=== WORK ITEM ===
Only the lines below between the ones containing "discover, call, quit." and "async fn test_missing_instance_is_not_found()", inclusive, are to be reproduced, each exactly as it stands.

Stored data:
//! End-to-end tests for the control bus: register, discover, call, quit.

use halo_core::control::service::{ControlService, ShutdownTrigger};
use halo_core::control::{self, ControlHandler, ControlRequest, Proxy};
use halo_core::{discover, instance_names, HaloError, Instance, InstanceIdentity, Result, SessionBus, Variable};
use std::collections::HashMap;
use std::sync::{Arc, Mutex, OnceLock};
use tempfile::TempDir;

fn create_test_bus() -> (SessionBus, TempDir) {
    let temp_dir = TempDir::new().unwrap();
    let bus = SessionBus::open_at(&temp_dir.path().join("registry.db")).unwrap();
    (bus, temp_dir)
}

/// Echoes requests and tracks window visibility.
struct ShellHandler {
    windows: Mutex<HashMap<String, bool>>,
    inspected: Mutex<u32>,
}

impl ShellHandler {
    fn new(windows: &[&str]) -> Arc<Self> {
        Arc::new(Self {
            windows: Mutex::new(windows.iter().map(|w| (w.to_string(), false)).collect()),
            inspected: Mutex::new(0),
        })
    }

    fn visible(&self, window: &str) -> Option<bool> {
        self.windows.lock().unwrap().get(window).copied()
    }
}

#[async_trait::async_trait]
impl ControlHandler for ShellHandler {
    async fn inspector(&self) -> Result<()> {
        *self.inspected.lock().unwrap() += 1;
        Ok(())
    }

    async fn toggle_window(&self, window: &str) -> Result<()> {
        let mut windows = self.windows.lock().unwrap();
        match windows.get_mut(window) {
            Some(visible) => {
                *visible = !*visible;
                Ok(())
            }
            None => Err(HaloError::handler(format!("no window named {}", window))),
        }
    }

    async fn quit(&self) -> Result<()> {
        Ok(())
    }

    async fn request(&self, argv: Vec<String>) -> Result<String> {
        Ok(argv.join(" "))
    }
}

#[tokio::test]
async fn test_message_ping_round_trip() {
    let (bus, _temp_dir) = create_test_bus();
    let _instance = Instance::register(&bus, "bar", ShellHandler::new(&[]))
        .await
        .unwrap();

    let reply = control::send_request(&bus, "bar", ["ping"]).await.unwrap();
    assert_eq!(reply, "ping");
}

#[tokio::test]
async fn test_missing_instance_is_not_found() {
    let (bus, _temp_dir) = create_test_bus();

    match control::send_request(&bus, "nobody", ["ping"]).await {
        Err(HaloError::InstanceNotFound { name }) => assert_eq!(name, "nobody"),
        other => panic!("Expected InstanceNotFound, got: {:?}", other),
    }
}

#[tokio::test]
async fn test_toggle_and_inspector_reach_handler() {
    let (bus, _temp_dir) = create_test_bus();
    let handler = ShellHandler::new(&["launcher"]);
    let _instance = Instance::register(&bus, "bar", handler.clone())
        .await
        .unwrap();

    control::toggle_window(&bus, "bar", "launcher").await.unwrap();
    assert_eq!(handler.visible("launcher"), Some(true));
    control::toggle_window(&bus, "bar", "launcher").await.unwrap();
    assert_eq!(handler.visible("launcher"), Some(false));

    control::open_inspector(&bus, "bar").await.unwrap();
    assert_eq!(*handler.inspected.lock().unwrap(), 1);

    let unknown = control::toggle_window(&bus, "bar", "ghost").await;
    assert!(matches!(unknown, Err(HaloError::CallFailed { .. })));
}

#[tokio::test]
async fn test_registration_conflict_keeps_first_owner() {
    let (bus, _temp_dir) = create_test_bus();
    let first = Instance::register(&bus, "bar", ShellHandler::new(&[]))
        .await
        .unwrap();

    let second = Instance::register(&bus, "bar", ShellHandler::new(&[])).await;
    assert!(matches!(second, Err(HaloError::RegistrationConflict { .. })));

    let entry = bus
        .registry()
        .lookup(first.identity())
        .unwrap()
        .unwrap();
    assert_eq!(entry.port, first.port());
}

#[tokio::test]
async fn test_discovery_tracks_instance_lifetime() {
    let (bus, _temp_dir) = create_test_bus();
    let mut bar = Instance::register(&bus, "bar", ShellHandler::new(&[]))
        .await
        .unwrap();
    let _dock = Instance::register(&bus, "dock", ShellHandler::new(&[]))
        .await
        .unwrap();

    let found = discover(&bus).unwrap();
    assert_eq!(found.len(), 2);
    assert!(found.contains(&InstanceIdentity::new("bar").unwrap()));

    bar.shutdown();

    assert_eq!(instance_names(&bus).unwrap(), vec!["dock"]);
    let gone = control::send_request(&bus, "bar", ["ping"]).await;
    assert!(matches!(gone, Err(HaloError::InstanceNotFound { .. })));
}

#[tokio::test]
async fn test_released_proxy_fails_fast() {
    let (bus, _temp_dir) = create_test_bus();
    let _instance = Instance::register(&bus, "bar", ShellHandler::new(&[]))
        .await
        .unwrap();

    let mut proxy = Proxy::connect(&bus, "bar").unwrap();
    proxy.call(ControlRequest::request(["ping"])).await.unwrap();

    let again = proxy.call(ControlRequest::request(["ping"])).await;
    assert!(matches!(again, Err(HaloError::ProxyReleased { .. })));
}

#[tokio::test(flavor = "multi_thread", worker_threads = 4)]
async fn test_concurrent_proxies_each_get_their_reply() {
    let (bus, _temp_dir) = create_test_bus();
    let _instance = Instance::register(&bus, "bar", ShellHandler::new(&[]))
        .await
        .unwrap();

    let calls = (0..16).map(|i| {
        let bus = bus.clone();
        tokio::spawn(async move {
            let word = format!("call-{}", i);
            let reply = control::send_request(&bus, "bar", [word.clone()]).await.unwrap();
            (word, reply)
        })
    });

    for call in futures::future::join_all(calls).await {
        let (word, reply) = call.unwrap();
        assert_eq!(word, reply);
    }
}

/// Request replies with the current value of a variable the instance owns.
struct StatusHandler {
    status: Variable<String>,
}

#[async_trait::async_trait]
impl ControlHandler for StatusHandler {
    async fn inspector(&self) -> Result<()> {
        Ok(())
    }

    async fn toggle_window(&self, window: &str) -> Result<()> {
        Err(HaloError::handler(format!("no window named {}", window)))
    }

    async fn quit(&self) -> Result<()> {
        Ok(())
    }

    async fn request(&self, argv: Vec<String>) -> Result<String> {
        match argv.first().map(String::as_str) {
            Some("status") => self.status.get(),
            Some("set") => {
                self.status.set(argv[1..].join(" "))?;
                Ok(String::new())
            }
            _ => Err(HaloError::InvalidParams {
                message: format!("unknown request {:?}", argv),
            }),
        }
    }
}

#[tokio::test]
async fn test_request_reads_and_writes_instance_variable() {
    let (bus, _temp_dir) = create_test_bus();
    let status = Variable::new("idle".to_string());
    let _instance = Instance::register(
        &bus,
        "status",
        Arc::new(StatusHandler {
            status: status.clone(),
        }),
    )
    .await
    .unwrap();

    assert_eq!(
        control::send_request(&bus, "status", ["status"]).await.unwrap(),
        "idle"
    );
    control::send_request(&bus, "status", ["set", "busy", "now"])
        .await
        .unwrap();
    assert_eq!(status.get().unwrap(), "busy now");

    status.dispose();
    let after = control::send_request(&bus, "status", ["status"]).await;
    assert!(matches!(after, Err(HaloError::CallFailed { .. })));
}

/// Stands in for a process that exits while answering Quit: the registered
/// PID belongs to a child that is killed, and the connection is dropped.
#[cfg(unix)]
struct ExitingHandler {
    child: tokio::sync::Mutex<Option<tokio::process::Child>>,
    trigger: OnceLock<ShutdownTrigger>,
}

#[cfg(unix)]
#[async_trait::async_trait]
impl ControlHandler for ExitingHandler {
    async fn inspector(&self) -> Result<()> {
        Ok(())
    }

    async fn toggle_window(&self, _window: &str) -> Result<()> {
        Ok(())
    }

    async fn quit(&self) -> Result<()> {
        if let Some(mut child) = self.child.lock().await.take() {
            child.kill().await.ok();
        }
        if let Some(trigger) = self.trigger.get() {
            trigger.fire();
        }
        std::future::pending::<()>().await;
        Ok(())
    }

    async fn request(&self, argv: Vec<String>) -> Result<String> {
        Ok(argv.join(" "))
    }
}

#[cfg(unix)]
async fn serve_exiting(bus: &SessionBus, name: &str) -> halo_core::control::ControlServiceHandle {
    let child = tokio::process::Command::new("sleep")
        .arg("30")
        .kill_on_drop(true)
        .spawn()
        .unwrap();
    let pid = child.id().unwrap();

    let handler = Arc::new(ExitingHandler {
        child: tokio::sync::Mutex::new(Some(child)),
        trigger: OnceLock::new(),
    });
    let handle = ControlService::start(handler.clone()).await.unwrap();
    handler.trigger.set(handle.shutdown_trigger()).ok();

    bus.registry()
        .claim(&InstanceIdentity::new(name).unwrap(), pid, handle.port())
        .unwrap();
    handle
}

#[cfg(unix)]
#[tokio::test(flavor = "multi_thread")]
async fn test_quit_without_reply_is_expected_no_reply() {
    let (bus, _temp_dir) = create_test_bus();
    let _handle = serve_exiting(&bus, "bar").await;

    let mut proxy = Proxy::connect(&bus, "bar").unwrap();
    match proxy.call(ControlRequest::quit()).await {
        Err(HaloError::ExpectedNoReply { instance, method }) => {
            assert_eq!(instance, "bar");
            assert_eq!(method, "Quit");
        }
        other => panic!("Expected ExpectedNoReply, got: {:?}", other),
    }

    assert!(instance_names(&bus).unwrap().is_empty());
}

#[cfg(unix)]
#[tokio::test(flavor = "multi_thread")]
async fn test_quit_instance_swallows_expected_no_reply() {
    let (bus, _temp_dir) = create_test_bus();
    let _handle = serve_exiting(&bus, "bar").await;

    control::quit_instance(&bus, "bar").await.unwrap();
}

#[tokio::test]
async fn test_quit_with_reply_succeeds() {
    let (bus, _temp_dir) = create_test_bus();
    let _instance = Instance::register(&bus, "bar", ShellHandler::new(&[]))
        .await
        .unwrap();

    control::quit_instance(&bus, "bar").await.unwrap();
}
--
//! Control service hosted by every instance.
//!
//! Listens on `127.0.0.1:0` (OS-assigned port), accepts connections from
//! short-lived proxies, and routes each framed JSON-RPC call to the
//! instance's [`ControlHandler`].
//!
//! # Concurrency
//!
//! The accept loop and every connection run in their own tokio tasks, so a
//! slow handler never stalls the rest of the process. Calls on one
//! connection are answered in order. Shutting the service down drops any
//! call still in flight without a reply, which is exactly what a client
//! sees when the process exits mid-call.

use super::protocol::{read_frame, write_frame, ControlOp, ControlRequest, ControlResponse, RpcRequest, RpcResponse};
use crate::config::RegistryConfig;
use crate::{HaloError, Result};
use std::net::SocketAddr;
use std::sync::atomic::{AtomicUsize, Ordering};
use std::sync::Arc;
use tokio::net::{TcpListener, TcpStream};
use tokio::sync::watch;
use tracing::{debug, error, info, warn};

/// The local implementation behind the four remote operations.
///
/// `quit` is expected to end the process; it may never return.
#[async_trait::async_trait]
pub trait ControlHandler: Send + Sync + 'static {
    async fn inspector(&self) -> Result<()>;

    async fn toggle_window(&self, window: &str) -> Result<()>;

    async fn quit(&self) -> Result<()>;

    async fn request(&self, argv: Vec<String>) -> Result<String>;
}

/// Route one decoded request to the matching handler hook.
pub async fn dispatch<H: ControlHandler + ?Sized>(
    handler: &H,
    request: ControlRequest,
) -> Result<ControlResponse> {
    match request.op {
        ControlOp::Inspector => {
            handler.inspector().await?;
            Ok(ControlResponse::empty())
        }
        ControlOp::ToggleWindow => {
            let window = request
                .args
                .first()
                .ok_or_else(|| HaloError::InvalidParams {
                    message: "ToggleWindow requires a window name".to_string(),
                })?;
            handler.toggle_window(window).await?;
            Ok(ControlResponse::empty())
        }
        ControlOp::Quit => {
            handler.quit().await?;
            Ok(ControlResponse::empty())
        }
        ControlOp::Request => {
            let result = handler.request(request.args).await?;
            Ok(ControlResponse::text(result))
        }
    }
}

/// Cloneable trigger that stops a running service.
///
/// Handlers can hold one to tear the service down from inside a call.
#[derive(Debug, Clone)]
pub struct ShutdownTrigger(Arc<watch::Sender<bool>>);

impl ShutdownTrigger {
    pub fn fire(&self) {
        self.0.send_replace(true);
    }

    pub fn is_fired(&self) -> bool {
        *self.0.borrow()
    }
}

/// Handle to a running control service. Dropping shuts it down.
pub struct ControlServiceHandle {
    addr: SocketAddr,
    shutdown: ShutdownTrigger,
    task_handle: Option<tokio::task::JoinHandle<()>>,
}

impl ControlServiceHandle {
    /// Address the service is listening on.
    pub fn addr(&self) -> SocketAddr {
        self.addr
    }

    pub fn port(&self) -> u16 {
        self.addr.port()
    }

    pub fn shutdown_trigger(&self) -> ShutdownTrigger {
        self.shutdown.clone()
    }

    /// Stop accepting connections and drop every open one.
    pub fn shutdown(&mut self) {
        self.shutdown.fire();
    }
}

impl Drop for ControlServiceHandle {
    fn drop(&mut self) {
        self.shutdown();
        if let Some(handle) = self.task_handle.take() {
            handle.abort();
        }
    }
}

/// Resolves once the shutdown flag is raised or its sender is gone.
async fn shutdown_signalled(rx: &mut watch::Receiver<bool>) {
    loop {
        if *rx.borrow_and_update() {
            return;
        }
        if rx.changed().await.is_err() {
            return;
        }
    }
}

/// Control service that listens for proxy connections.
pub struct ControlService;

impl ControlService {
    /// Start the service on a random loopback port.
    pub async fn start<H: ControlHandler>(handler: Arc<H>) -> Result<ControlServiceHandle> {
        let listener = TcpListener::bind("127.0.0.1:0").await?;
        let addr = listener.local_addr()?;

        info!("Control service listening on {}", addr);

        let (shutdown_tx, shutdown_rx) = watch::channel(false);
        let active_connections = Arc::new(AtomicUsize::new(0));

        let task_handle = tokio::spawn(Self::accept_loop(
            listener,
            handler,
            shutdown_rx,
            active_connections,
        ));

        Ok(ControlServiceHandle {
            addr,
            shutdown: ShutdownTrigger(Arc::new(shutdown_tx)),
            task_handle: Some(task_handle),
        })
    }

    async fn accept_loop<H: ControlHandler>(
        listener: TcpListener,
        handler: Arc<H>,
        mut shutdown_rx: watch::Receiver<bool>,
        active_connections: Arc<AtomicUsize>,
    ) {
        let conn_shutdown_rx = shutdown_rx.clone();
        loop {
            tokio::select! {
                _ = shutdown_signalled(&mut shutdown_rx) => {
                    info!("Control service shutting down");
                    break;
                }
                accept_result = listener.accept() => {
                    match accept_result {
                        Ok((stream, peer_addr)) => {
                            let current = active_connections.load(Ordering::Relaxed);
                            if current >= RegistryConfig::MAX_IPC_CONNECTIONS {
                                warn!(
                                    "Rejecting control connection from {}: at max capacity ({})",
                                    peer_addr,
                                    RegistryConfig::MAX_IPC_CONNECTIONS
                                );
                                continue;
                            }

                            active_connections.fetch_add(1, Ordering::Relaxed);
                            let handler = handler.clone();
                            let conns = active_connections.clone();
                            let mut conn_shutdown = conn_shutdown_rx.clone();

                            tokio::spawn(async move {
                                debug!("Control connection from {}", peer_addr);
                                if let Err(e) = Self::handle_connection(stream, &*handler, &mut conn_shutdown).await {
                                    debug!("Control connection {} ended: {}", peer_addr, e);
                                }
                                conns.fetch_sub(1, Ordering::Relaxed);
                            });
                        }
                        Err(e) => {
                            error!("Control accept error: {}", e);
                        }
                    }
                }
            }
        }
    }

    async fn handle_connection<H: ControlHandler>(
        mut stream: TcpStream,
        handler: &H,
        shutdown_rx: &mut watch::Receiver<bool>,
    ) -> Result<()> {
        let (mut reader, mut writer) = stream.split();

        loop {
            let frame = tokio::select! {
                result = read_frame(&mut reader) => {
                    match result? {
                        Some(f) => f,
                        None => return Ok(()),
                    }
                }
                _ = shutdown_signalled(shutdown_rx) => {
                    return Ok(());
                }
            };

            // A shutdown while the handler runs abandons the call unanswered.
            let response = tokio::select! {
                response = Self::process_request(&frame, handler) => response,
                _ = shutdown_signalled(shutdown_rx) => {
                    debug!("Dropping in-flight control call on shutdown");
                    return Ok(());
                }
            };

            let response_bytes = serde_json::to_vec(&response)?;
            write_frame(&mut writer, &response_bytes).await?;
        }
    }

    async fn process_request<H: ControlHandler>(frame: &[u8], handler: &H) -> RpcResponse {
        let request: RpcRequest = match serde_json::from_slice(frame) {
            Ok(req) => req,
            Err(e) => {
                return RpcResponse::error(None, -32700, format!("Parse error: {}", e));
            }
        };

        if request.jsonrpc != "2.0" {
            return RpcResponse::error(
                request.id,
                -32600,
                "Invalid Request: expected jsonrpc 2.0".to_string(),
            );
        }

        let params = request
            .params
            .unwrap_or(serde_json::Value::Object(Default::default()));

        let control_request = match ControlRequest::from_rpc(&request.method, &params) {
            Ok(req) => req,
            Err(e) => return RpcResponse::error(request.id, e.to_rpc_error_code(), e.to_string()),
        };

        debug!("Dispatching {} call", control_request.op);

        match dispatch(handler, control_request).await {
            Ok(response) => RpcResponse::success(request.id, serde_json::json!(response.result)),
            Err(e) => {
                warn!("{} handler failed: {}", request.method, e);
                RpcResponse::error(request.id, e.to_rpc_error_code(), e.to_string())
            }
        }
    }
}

=== EXPECTED ANSWER ===
//! End-to-end tests for the control bus: register, discover, call, quit.

use halo_core::control::service::{ControlService, ShutdownTrigger};
use halo_core::control::{self, ControlHandler, ControlRequest, Proxy};
use halo_core::{discover, instance_names, HaloError, Instance, InstanceIdentity, Result, SessionBus, Variable};
use std::collections::HashMap;
use std::sync::{Arc, Mutex, OnceLock};
use tempfile::TempDir;

fn create_test_bus() -> (SessionBus, TempDir) {
    let temp_dir = TempDir::new().unwrap();
    let bus = SessionBus::open_at(&temp_dir.path().join("registry.db")).unwrap();
    (bus, temp_dir)
}

/// Echoes requests and tracks window visibility.
struct ShellHandler {
    windows: Mutex<HashMap<String, bool>>,
    inspected: Mutex<u32>,
}

impl ShellHandler {
    fn new(windows: &[&str]) -> Arc<Self> {
        Arc::new(Self {
            windows: Mutex::new(windows.iter().map(|w| (w.to_string(), false)).collect()),
            inspected: Mutex::new(0),
        })
    }

    fn visible(&self, window: &str) -> Option<bool> {
        self.windows.lock().unwrap().get(window).copied()
    }
}

#[async_trait::async_trait]
impl ControlHandler for ShellHandler {
    async fn inspector(&self) -> Result<()> {
        *self.inspected.lock().unwrap() += 1;
        Ok(())
    }

    async fn toggle_window(&self, window: &str) -> Result<()> {
        let mut windows = self.windows.lock().unwrap();
        match windows.get_mut(window) {
            Some(visible) => {
                *visible = !*visible;
                Ok(())
            }
            None => Err(HaloError::handler(format!("no window named {}", window))),
        }
    }

    async fn quit(&self) -> Result<()> {
        Ok(())
    }

    async fn request(&self, argv: Vec<String>) -> Result<String> {
        Ok(argv.join(" "))
    }
}

#[tokio::test]
async fn test_message_ping_round_trip() {
    let (bus, _temp_dir) = create_test_bus();
    let _instance = Instance::register(&bus, "bar", ShellHandler::new(&[]))
        .await
        .unwrap();

    let reply = control::send_request(&bus, "bar", ["ping"]).await.unwrap();
    assert_eq!(reply, "ping");
}

#[tokio::test]
async fn test_missing_instance_is_not_found() {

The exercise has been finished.